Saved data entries
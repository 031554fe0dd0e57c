//! Frontend configuration
//!
//! The configuration is embedded in the wasm bundle. `PIZZA_API_BASE_URL`
//! set at build time (e.g. `PIZZA_API_BASE_URL=https://pizza.example trunk build`)
//! overrides the API base URL.

use once_cell::sync::Lazy;
use serde::Deserialize;

#[derive(Debug, Deserialize, Clone, PartialEq, Eq)]
pub struct Config {
    pub api: ApiConfig,
    #[serde(default)]
    pub logging: LoggingConfig,
}

#[derive(Debug, Deserialize, Clone, PartialEq, Eq)]
pub struct ApiConfig {
    pub base_url: String,
}

#[derive(Debug, Deserialize, Clone, PartialEq, Eq)]
pub struct LoggingConfig {
    pub level: String,
}

impl Default for LoggingConfig {
    fn default() -> Self {
        Self {
            level: "debug".to_string(),
        }
    }
}

impl Default for Config {
    fn default() -> Self {
        Self {
            api: ApiConfig {
                base_url: "http://localhost:9009".to_string(),
            },
            logging: LoggingConfig::default(),
        }
    }
}

/// Default configuration embedded in the bundle
const DEFAULT_CONFIG: &str = r#"
[api]
base_url = "http://localhost:9009"

[logging]
level = "debug"
"#;

pub fn parse_config(contents: &str) -> Result<Config, toml::de::Error> {
    toml::from_str(contents)
}

/// Load the embedded configuration and apply build-time overrides.
///
/// Falls back to `Config::default()` if the embedded TOML does not parse.
pub fn load_config() -> Config {
    let mut config = match parse_config(DEFAULT_CONFIG) {
        Ok(config) => config,
        Err(e) => {
            log::error!("Invalid embedded config, using defaults: {}", e);
            Config::default()
        }
    };
    if let Some(base_url) = option_env!("PIZZA_API_BASE_URL") {
        config.api.base_url = base_url.to_string();
    }
    config
}

static CONFIG: Lazy<Config> = Lazy::new(load_config);

pub fn config() -> &'static Config {
    &CONFIG
}

/// Log level from configuration; unknown names mean `Debug`.
pub fn log_level() -> log::Level {
    config().logging.level.parse().unwrap_or(log::Level::Debug)
}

- _ACTION ITEM_
Please give back the entries above, unchanged and complete.

- _REPLY_
repository 031554fe0dd0e57c
//! Frontend configuration
//!
//! The configuration is embedded in the wasm bundle. `PIZZA_API_BASE_URL`
//! set at build time (e.g. `PIZZA_API_BASE_URL=https://pizza.example trunk build`)
//! overrides the API base URL.

use once_cell::sync::Lazy;
use serde::Deserialize;

#[derive(Debug, Deserialize, Clone, PartialEq, Eq)]
pub struct Config {
    pub api: ApiConfig,
    #[serde(default)]
    pub logging: LoggingConfig,
}

#[derive(Debug, Deserialize, Clone, PartialEq, Eq)]
pub struct ApiConfig {
    pub base_url: String,
}

#[derive(Debug, Deserialize, Clone, PartialEq, Eq)]
pub struct LoggingConfig {
    pub level: String,
}

impl Default for LoggingConfig {
    fn default() -> Self {
        Self {
            level: "debug".to_string(),
        }
    }
}

impl Default for Config {
    fn default() -> Self {
        Self {
            api: ApiConfig {
                base_url: "http://localhost:9009".to_string(),
            },
            logging: LoggingConfig::default(),
        }
    }
}

/// Default configuration embedded in the bundle
const DEFAULT_CONFIG: &str = r#"
[api]
base_url = "http://localhost:9009"

[logging]
level = "debug"
"#;

pub fn parse_config(contents: &str) -> Result<Config, toml::de::Error> {
    toml::from_str(contents)
}

/// Load the embedded configuration and apply build-time overrides.
///
/// Falls back to `Config::default()` if the embedded TOML does not parse.
pub fn load_config() -> Config {
    let mut config = match parse_config(DEFAULT_CONFIG) {
        Ok(config) => config,
        Err(e) => {
            log::error!("Invalid embedded config, using defaults: {}", e);
            Config::default()
        }
    };
    if let Some(base_url) = option_env!("PIZZA_API_BASE_URL") {
        config.api.base_url = base_url.to_string();
    }
    config
}

static CONFIG: Lazy<Config> = Lazy::new(load_config);

pub fn config() -> &'static Config {
    &CONFIG
}

/// Log level from configuration; unknown names mean `Debug`.
pub fn log_level() -> log::Level {
    config().logging.level.parse().unwrap_or(log::Level::Debug)
}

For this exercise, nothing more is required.